Search code examples
aws-cloudformationamazon-linux-2aws-cdk

AWS CDK CloudFormationInit timeout when installing yum package


I am trying to deploy the CDK stack below:

class MyCdkStack(Stack):
    def __init__(self, scope: Construct, construct_id: str, **kwargs) -> None:
        super().__init__(scope, construct_id, **kwargs)

        vpc = ec2.Vpc.from_lookup(self, "VPC", vpc_id=EXISTING_VPC_ID)

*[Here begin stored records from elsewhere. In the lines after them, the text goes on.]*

//! 오퍼레이션 셀렉터 → 호출 형태 매핑 테이블.
//!
//! 셀렉터마다 필요한 식별자 종류, 허용 필터, 결과 종류를 [`OperationSchema`]로
//! 고정해 두고, CLI에서 넘어온 [`Invocation`]을 검증된 [`CimCall`]로 바꾼다.

use std::collections::BTreeMap;
use std::fmt;

use crate::domain::error::{CimError, Result};
use crate::domain::literal;
use crate::domain::object_path::ObjectPath;
use crate::domain::params::{self, ParameterSet};

#[derive(Debug, Clone, Copy, PartialEq, Eq, Hash)]
pub enum Operation {
    GetInstance,
    EnumerateInstances,
    EnumerateInstanceNames,
    Associators,
    AssociatorNames,
    References,
    ReferenceNames,
    InvokeMethod,
}

/// 위치 인자로 받는 식별자의 종류.
#[derive(Debug, Clone, Copy, PartialEq, Eq)]
pub enum TargetKind {
    /// 오브젝트 패스 리터럴
    InstancePath,
    /// 클래스 이름(또는 키 바인딩 없는 리터럴)
    ClassName,
    /// 인스턴스 패스 또는 클래스 패스(정적 메서드)
    MethodTarget,
}

/// 연관/참조 탐색용 선택 필터.
#[derive(Debug, Clone, Copy, PartialEq, Eq, Hash, PartialOrd, Ord)]
pub enum Filter {
    AssocClass,
    ResultClass,
    Role,
    ResultRole,
}

impl Filter {
    /// 원격 호출의 파라미터 이름.
    pub fn param_name(self) -> &'static str {
        match self {
            Filter::AssocClass => "AssocClass",
            Filter::ResultClass => "ResultClass",
            Filter::Role => "Role",
            Filter::ResultRole => "ResultRole",
        }
    }

    /// CLI 옵션 이름.
    pub fn flag(self) -> &'static str {
        match self {
            Filter::AssocClass => "--ac",
            Filter::ResultClass => "--rc",
            Filter::Role => "--role",
            Filter::ResultRole => "--result-role",
        }
    }

    /// 값이 클래스 이름인 필터인지 여부.
    pub fn is_class_name(self) -> bool {
        matches!(self, Filter::AssocClass | Filter::ResultClass)
    }
}

pub type FilterSet = BTreeMap<Filter, String>;

#[derive(Debug, Clone, Copy, PartialEq, Eq)]
pub enum ResultKind {
    Instance,
    Instances,
    ObjectPaths,
    MethodReturn,
}

#[derive(Debug, Clone, Copy, PartialEq, Eq)]
pub struct OperationSchema {
    pub target: TargetKind,
    pub filters: &'static [Filter],
    pub accepts_method: bool,
    pub result: ResultKind,
}

const ASSOCIATOR_FILTERS: &[Filter] = &[
    Filter::AssocClass,
    Filter::ResultClass,
    Filter::Role,
    Filter::ResultRole,
];
const REFERENCE_FILTERS: &[Filter] = &[Filter::ResultClass, Filter::Role];
const NO_FILTERS: &[Filter] = &[];

impl Operation {
    pub const ALL: [Operation; 8] = [
        Operation::GetInstance,
        Operation::EnumerateInstances,
        Operation::EnumerateInstanceNames,
        Operation::Associators,
        Operation::AssociatorNames,
        Operation::References,
        Operation::ReferenceNames,
        Operation::InvokeMethod,
    ];

    /// CLI 서브커맨드 셀렉터.
    pub fn selector(self) -> &'static str {
        match self {
            Operation::GetInstance => "gi",
            Operation::EnumerateInstances => "ei",
            Operation::EnumerateInstanceNames => "en",
            Operation::Associators => "a",
            Operation::AssociatorNames => "an",
            Operation::References => "r",
            Operation::ReferenceNames => "rn",
            Operation::InvokeMethod => "im",
        }
    }

    pub fn from_selector(selector: &str) -> Option<Self> {
        Self::ALL.into_iter().find(|op| op.selector() == selector)
    }

    /// 프로토콜 상의 메서드 이름.
    pub fn method_name(self) -> &'static str {
        match self {
            Operation::GetInstance => "GetInstance",
            Operation::EnumerateInstances => "EnumerateInstances",
            Operation::EnumerateInstanceNames => "EnumerateInstanceNames",
            Operation::Associators => "Associators",
            Operation::AssociatorNames => "AssociatorNames",
            Operation::References => "References",
            Operation::ReferenceNames => "ReferenceNames",
            Operation::InvokeMethod => "InvokeMethod",
        }
    }

    pub fn schema(self) -> OperationSchema {
        let (target, filters, accepts_method, result) = match self {
            Operation::GetInstance => (TargetKind::InstancePath, NO_FILTERS, false, ResultKind::Instance),
            Operation::EnumerateInstances => {
                (TargetKind::ClassName, NO_FILTERS, false, ResultKind::Instances)
            }
            Operation::EnumerateInstanceNames => {
                (TargetKind::ClassName, NO_FILTERS, false, ResultKind::ObjectPaths)
            }
            Operation::Associators => (
                TargetKind::InstancePath,
                ASSOCIATOR_FILTERS,
                false,
                ResultKind::Instances,
            ),
            Operation::AssociatorNames => (
                TargetKind::InstancePath,
                ASSOCIATOR_FILTERS,
                false,
                ResultKind::ObjectPaths,
            ),
            Operation::References => (
                TargetKind::InstancePath,
                REFERENCE_FILTERS,
                false,
                ResultKind::Instances,
            ),
            Operation::ReferenceNames => (
                TargetKind::InstancePath,
                REFERENCE_FILTERS,
                false,
                ResultKind::ObjectPaths,
            ),
            Operation::InvokeMethod => (
                TargetKind::MethodTarget,
                NO_FILTERS,
                true,
                ResultKind::MethodReturn,
            ),
        };
        OperationSchema {
            target,
            filters,
            accepts_method,
            result,
        }
    }
}

impl fmt::Display for Operation {
    fn fmt(&self, f: &mut fmt::Formatter<'_>) -> fmt::Result {
        f.write_str(self.method_name())
    }
}

/// CLI가 해석한 (오퍼레이션, 식별자, 원시 파라미터) 묶음.
#[derive(Debug, Clone, PartialEq, Eq)]
pub struct Invocation {
    pub operation: Operation,
    pub identifier: String,
    /// 사용자가 실제로 지정한 필터만 담는다.
    pub filters: Vec<(Filter, String)>,
    pub method: Option<String>,
    pub params: Vec<String>,
}

impl Invocation {
    pub fn new(operation: Operation, identifier: impl Into<String>) -> Self {
        Self {
            operation,
            identifier: identifier.into(),
            filters: Vec::new(),
            method: None,
            params: Vec::new(),
        }
    }

    pub fn with_filter(mut self, filter: Filter, value: impl Into<String>) -> Self {
        self.filters.push((filter, value.into()));
        self
    }

    /// 스키마에 맞춰 식별자/필터/파라미터를 검증하고 호출 형태를 만든다.
    pub fn into_call(self) -> Result<CimCall> {
        let operation = self.operation;
        let schema = operation.schema();

        let path = match schema.target {
            TargetKind::InstancePath | TargetKind::MethodTarget => literal::decode(&self.identifier)?,
            TargetKind::ClassName => class_target(&self.identifier)?,
        };

        let filters = collect_filters(operation, &schema, self.filters)?;

        if !schema.accepts_method {
            if let Some(method) = &self.method {
                return Err(unexpected(operation, method.clone()));
            }
            if let Some(param) = self.params.first() {
                return Err(unexpected(operation, param.clone()));
            }
        }

        let call = match operation {
            Operation::GetInstance => CimCall::GetInstance { path },
            Operation::EnumerateInstances => CimCall::EnumerateInstances { class: path },
            Operation::EnumerateInstanceNames => CimCall::EnumerateInstanceNames { class: path },
            Operation::Associators => CimCall::Associators { path, filters },
            Operation::AssociatorNames => CimCall::AssociatorNames { path, filters },
            Operation::References => CimCall::References { path, filters },
            Operation::ReferenceNames => CimCall::ReferenceNames { path, filters },
            Operation::InvokeMethod => {
                let method = self
                    .method
                    .filter(|m| !m.trim().is_empty())
                    .ok_or_else(|| CimError::MalformedParameter {
                        token: String::new(),
                        reason: "method name is required".to_string(),
                    })?;
                let params = params::marshal(&self.params)?;
                CimCall::InvokeMethod {
                    path,
                    method,
                    params,
                }
            }
        };
        Ok(call)
    }
}

fn unexpected(operation: Operation, argument: String) -> CimError {
    CimError::UnexpectedArgument {
        operation: operation.selector().to_string(),
        argument,
    }
}

fn class_target(identifier: &str) -> Result<ObjectPath> {
    if literal::looks_like_literal(identifier) {
        let path = literal::decode(identifier)?;
        if !path.is_class_path() {
            tracing::warn!(class = %path.class_name, "key bindings ignored for class target");
        }
        return Ok(ObjectPath::new(path.class_name, path.namespace));
    }

    let valid = !identifier.is_empty()
        && identifier
            .chars()
            .all(|c| c.is_ascii_alphanumeric() || c == '_');
    if !valid {
        return Err(CimError::malformed_path(identifier, "invalid class name"));
    }
    Ok(ObjectPath::new(identifier, ""))
}

fn collect_filters(
    operation: Operation,
    schema: &OperationSchema,
    raw: Vec<(Filter, String)>,
) -> Result<FilterSet> {
    let mut filters = FilterSet::new();
    for (filter, value) in raw {
        if !schema.filters.contains(&filter) {
            return Err(unexpected(operation, filter.flag().to_string()));
        }
        if value.trim().is_empty() {
            return Err(CimError::MalformedParameter {
                token: format!("{}={value}", filter.flag()),
                reason: "filter value is empty".to_string(),
            });
        }
        filters.insert(filter, value);
    }
    Ok(filters)
}

/// 검증이 끝난 원격 호출 형태. 필터는 지정된 것만 들어 있다.
#[derive(Debug, Clone, PartialEq, Eq)]
pub enum CimCall {
    GetInstance {
        path: ObjectPath,
    },
    EnumerateInstances {
        class: ObjectPath,
    },
    EnumerateInstanceNames {
        class: ObjectPath,
    },
    Associators {
        path: ObjectPath,
        filters: FilterSet,
    },
    AssociatorNames {
        path: ObjectPath,
        filters: FilterSet,
    },
    References {
        path: ObjectPath,
        filters: FilterSet,
    },
    ReferenceNames {
        path: ObjectPath,
        filters: FilterSet,
    },
    InvokeMethod {
        path: ObjectPath,
        method: String,
        params: ParameterSet,
    },
}

impl CimCall {
    pub fn operation(&self) -> Operation {
        match self {
            CimCall::GetInstance { .. } => Operation::GetInstance,
            CimCall::EnumerateInstances { .. } => Operation::EnumerateInstances,
            CimCall::EnumerateInstanceNames { .. } => Operation::EnumerateInstanceNames,
            CimCall::Associators { .. } => Operation::Associators,
            CimCall::AssociatorNames { .. } => Operation::AssociatorNames,
            CimCall::References { .. } => Operation::References,
            CimCall::ReferenceNames { .. } => Operation::ReferenceNames,
            CimCall::InvokeMethod { .. } => Operation::InvokeMethod,
        }
    }
}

        amzn_linux = ec2.MachineImage.latest_amazon_linux(
            generation=ec2.AmazonLinuxGeneration.AMAZON_LINUX_2
        )

        role = iam.Role(
            self, "Role", assumed_by=iam.ServicePrincipal("ec2.amazonaws.com")
        )

        role.add_managed_policy(
            iam.ManagedPolicy.from_aws_managed_policy_name(
                "AmazonSSMManagedInstanceCore"
            )
        )

        instance = ec2.Instance(
            self,
            "Instance",
            instance_type=ec2.InstanceType("t3.micro"),
            machine_image=amzn_linux,
            vpc=vpc,
            vpc_subnets=ec2.SubnetSelection(subnet_type=ec2.SubnetType.PUBLIC),
            role=role,
            init=ec2.CloudFormationInit.from_elements(
                ec2.InitPackage.yum("docker"),
            ),
            init_options=ec2.ApplyCloudFormationInitOptions(
                timeout=Duration.minutes(5),
                ignore_failures=True,
            ),
        )
        # Allow ssh connections from anywhere
        instance.connections.allow_from_any_ipv4(ec2.Port.tcp(22))

        # Elastic IP
        eip = ec2.CfnEIP(self, "EIP", instance_id=instance.instance_id)

        # Outputs
        CfnOutput(self, "EIP Address", value=eip.ref)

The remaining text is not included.